If a customer comes in with a problem -- maybe their recent batch of beer didn't come out right -- Clevenger does what he can to help. "If we screwed something up, we'll do whatever it takes to fix that," he says. "Or if something didn't go right for that person, and they're really disappointed, if there is anything I can do to try to make it better, I want to."

Generally, though, he comes into contact with people at or close to their best. "I'm generally not dealing with a bunch of angry individuals," Clevenger says. "People come in happy." And he does his best to make sure that they leave that way, too.

It's far from a radical concept, but Clevenger believes that with regard to Asheville Brewers Supply, the strongest focus should be on customer service and expertise. He knows that in a world full of online information, real interaction and the personal touch can set a business apart. "The internet is only a click away," he says.

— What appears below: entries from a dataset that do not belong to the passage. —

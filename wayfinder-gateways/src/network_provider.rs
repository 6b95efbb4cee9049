use async_trait::async_trait;
use serde::Deserialize;
use wayfinder_core::config::RankingKey;
use wayfinder_core::{Gateway, GatewaysProvider, WayfinderError};

const PAGE_SIZE: usize = 1000;
const MAX_CONSECUTIVE_PAGE_FAILURES: u32 = 3;

/// Paginates an AR.IO-style gateway registry, filters by status, ranks by
/// the configured key, and truncates to `limit`.
pub struct NetworkGatewaysProvider {
    client: reqwest::Client,
    registry_url: String,
    ranking_key: RankingKey,
    limit: usize,
}

impl NetworkGatewaysProvider {
    pub fn new(client: reqwest::Client, registry_url: impl Into<String>, ranking_key: RankingKey, limit: usize) -> Self {
        Self {
            client,
            registry_url: registry_url.into(),
            ranking_key,
            limit,
        }
    }

    async fn fetch_page(&self, cursor: Option<&str>) -> Result<RegistryPage, WayfinderError> {
        let mut req = self
            .client
            .get(&self.registry_url)
            .query(&[("limit", PAGE_SIZE.to_string())]);
        if let Some(cursor) = cursor {
            req = req.query(&[("cursor", cursor)]);
        }
        let resp = req
            .send()
            .await
            .map_err(|e| WayfinderError::ProviderUnavailable(e.to_string()))?;
        if !resp.status().is_success() {
            return Err(WayfinderError::ProviderUnavailable(format!(
                "registry returned {}",
                resp.status()
            )));
        }
        resp.json::<RegistryPage>()
            .await
            .map_err(|e| WayfinderError::ProviderUnavailable(e.to_string()))
    }

    fn rank_value(&self, node: &RegistryNode) -> f64 {
        match self.ranking_key {
            RankingKey::OperatorStake => node.operator_stake.unwrap_or(0.0),
            RankingKey::TotalDelegatedStake => node.total_delegated_stake.unwrap_or(0.0),
            RankingKey::StartTimestamp => node.start_timestamp.unwrap_or(0.0),
            RankingKey::PerformanceRatio => node.weights.as_ref().and_then(|w| w.performance_ratio).unwrap_or(0.0),
            RankingKey::CompositeWeight => node.weights.as_ref().and_then(|w| w.composite_weight).unwrap_or(0.0),
            RankingKey::PassedConsecutiveEpochs => node.stats.as_ref().and_then(|s| s.passed_consecutive_epochs).unwrap_or(0.0),
            RankingKey::TenureWeight => node.weights.as_ref().and_then(|w| w.tenure_weight).unwrap_or(0.0),
            RankingKey::StakeWeight => node.weights.as_ref().and_then(|w| w.stake_weight).unwrap_or(0.0),
            RankingKey::NormalizedComposite => node.weights.as_ref().and_then(|w| w.normalized_composite_weight).unwrap_or(0.0),
        }
    }
}

#[async_trait]
impl GatewaysProvider for NetworkGatewaysProvider {
    async fn get_gateways(&self) -> Result<Vec<Gateway>, WayfinderError> {
        let mut nodes: Vec<RegistryNode> = Vec::new();
        let mut cursor: Option<String> = None;
        let mut consecutive_failures = 0u32;

        loop {
            match self.fetch_page(cursor.as_deref()).await {
                Ok(page) => {
                    consecutive_failures = 0;
                    nodes.extend(page.items.into_iter().filter(|n| n.status.as_deref() == Some("joined")));
                    match page.next_cursor {
                        Some(next) => cursor = Some(next),
                        None => break,
                    }
                }
                Err(e) => {
                    consecutive_failures += 1;
                    tracing::warn!(error = %e, consecutive_failures, "registry page fetch failed");
                    if consecutive_failures >= MAX_CONSECUTIVE_PAGE_FAILURES {
                        if nodes.is_empty() {
                            return Err(WayfinderError::ProviderUnavailable(format!(
                                "registry unreachable after {consecutive_failures} consecutive page failures"
                            )));
                        }
                        break;
                    }
                }
            }
        }

        if nodes.is_empty() {
            return Err(WayfinderError::ProviderUnavailable("registry returned no joined gateways".into()));
        }

        nodes.sort_by(|a, b| self.rank_value(b).partial_cmp(&self.rank_value(a)).unwrap_or(std::cmp::Ordering::Equal));
        nodes.truncate(self.limit);

        let gateways: Vec<Gateway> = nodes
            .into_iter()
            .filter_map(|n| Gateway::parse(&n.url()).ok())
            .collect();

        if gateways.is_empty() {
            return Err(WayfinderError::ProviderUnavailable("no gateways had a parseable url".into()));
        }
        Ok(gateways)
    }
}

#[derive(Debug, Deserialize)]
struct RegistryPage {
    items: Vec<RegistryNode>,
    #[serde(rename = "nextCursor")]
    next_cursor: Option<String>,
}

#[derive(Debug, Deserialize)]
struct RegistryNode {
    #[serde(rename = "settings")]
    settings: Option<RegistrySettings>,
    status: Option<String>,
    #[serde(rename = "operatorStake")]
    operator_stake: Option<f64>,
    #[serde(rename = "totalDelegatedStake")]
    total_delegated_stake: Option<f64>,
    #[serde(rename = "startTimestamp")]
    start_timestamp: Option<f64>,
    stats: Option<RegistryStats>,
    weights: Option<RegistryWeights>,
}

impl RegistryNode {
    fn url(&self) -> String {
        match &self.settings {
            Some(s) => {
                let protocol = s.protocol.as_deref().unwrap_or("https");
                match s.port {
                    Some(port) if port != 443 && port != 80 => format!("{protocol}://{}:{port}", s.fqdn),
                    _ => format!("{protocol}://{}", s.fqdn),
                }
            }
            None => String::new(),
        }
    }
}

#[derive(Debug, Deserialize)]
struct RegistrySettings {
    fqdn: String,
    protocol: Option<String>,
    port: Option<u16>,
}

#[derive(Debug, Deserialize)]
struct RegistryStats {
    #[serde(rename = "passedConsecutiveEpochs")]
    passed_consecutive_epochs: Option<f64>,
}

#[derive(Debug, Deserialize)]
struct RegistryWeights {
    #[serde(rename = "performanceRatio")]
    performance_ratio: Option<f64>,
    #[serde(rename = "compositeWeight")]
    composite_weight: Option<f64>,
    #[serde(rename = "tenureWeight")]
    tenure_weight: Option<f64>,
    #[serde(rename = "stakeWeight")]
    stake_weight: Option<f64>,
    #[serde(rename = "normalizedCompositeWeight")]
    normalized_composite_weight: Option<f64>,
}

Clevenger's store does have an online presence, but it's a small part of his business. "If you're online, you're just another link, so the only thing you're competing on is price," he says. "Now you're trying to compete with Anheuser Busch; they own [retail suppliers] Midwest and Northern Brewer. You're competing with these ginormous enterprises that are operating on such huge volumes that they can [succeed on] very slim margins."

That's not how Asheville Brewers Supply does business. "We do customer service well," Clevenger says. "That's our brand. It's all built on that."

In that same world in which one can visit a beer store -- or a supermarket, for that matter -- and come away with a broad and eclectic selection of beers, Tedd Clevenger believes there's still an important place for home brewing. When it's suggested that one can't find a true Berliner Weisse -- a cloudy, extremely sour wheat beer -- in Asheville, Clevenger seizes on that idea to make his point. "You can't get that really great example locally, right? You've got to go to Germany? Well, you could brew it yourself!" He says that's what's special about home brewing. "The ability to make exactly what you want -- something that you can't buy elsewhere -- is really, really rewarding. And that's a wonderful reason to do it."